(Collected data)
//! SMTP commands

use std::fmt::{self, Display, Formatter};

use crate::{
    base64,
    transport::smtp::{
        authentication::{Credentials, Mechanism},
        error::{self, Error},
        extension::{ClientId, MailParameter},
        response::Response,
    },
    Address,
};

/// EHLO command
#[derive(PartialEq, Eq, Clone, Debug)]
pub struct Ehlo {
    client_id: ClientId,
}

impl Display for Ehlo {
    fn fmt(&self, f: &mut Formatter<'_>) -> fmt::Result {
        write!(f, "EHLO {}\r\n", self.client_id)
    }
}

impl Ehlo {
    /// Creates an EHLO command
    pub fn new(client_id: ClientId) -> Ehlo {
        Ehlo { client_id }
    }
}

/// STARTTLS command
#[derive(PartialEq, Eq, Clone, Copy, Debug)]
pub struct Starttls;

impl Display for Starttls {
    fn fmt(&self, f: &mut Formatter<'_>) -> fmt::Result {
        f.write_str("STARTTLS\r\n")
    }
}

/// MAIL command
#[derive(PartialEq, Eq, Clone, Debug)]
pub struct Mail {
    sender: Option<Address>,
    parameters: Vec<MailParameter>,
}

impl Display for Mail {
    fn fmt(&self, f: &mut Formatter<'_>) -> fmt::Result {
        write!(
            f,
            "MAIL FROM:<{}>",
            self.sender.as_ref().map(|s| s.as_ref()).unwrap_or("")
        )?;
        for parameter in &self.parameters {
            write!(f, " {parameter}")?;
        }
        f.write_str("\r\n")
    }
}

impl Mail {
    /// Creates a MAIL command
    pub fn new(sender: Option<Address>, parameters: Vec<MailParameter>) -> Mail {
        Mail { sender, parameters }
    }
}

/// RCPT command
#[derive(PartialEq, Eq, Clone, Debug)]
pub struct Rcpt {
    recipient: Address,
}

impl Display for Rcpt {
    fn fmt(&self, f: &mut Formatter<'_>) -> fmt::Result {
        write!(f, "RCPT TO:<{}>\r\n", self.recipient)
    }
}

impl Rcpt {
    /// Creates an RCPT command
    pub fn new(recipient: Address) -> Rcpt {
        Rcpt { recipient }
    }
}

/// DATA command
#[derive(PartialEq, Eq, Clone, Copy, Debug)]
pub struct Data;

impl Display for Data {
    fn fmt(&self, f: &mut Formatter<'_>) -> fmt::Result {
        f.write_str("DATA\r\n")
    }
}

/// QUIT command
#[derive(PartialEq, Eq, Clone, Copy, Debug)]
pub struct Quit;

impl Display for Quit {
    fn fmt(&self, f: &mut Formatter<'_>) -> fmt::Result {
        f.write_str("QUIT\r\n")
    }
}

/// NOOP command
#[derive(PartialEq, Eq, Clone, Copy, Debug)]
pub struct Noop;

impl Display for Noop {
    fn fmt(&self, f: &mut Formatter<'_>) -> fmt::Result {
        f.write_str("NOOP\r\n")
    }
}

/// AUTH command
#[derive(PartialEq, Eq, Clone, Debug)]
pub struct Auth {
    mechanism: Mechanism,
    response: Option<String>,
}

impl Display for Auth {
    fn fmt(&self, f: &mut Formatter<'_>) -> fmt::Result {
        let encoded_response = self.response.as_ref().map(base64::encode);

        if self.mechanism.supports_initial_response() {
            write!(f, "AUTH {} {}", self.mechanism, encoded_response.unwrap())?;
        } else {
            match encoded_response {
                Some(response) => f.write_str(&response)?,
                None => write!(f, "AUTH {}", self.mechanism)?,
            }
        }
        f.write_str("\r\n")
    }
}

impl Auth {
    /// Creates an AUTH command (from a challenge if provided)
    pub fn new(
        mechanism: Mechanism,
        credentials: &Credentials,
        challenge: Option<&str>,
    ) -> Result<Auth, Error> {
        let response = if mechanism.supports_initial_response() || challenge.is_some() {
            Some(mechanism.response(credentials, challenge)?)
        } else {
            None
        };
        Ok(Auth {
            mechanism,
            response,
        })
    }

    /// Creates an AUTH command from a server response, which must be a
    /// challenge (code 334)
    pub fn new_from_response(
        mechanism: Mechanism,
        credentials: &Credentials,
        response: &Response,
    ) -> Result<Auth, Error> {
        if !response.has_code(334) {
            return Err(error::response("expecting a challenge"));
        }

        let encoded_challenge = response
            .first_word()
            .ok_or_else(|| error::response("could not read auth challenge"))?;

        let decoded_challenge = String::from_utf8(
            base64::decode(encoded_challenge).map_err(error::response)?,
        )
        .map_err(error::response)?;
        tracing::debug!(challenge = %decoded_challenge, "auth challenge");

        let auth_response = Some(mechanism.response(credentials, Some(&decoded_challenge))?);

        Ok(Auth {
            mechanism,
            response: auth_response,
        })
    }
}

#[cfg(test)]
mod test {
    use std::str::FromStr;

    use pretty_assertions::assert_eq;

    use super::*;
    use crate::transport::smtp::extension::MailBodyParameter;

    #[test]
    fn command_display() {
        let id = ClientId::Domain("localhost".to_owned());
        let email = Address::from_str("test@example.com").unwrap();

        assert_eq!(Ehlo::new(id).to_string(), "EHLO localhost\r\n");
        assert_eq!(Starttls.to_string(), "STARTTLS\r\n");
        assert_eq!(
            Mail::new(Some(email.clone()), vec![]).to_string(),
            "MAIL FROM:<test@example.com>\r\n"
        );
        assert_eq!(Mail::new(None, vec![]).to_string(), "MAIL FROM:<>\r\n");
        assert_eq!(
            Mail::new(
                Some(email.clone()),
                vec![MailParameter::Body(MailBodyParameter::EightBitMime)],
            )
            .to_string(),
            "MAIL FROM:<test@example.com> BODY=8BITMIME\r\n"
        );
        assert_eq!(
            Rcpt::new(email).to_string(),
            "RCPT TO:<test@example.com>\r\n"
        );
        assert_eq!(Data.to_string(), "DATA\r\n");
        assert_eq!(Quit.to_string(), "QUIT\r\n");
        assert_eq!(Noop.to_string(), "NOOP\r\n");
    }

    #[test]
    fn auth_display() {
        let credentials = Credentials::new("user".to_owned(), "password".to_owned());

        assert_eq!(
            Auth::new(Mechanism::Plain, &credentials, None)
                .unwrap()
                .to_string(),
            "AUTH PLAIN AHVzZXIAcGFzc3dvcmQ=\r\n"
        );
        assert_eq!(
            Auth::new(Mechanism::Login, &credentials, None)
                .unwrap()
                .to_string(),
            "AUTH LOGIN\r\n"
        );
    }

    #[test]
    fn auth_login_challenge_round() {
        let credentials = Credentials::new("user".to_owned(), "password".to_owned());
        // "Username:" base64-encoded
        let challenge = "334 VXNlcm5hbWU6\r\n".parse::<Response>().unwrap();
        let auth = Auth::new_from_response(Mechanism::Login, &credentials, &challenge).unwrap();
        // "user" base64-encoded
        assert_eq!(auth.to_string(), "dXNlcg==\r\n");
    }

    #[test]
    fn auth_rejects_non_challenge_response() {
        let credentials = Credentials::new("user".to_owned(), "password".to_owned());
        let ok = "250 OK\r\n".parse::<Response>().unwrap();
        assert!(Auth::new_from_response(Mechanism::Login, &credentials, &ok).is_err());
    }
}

» Task to carry out: Would you print exactly the lines from the first line of the entries above through the line that has "an EHLO command", both included, and stop there?

» Answer for this exercise:
//! SMTP commands

use std::fmt::{self, Display, Formatter};

use crate::{
    base64,
    transport::smtp::{
        authentication::{Credentials, Mechanism},
        error::{self, Error},
        extension::{ClientId, MailParameter},
        response::Response,
    },
    Address,
};

/// EHLO command
#[derive(PartialEq, Eq, Clone, Debug)]
pub struct Ehlo {
    client_id: ClientId,
}

impl Display for Ehlo {
    fn fmt(&self, f: &mut Formatter<'_>) -> fmt::Result {
        write!(f, "EHLO {}\r\n", self.client_id)
    }
}

impl Ehlo {
    /// Creates an EHLO command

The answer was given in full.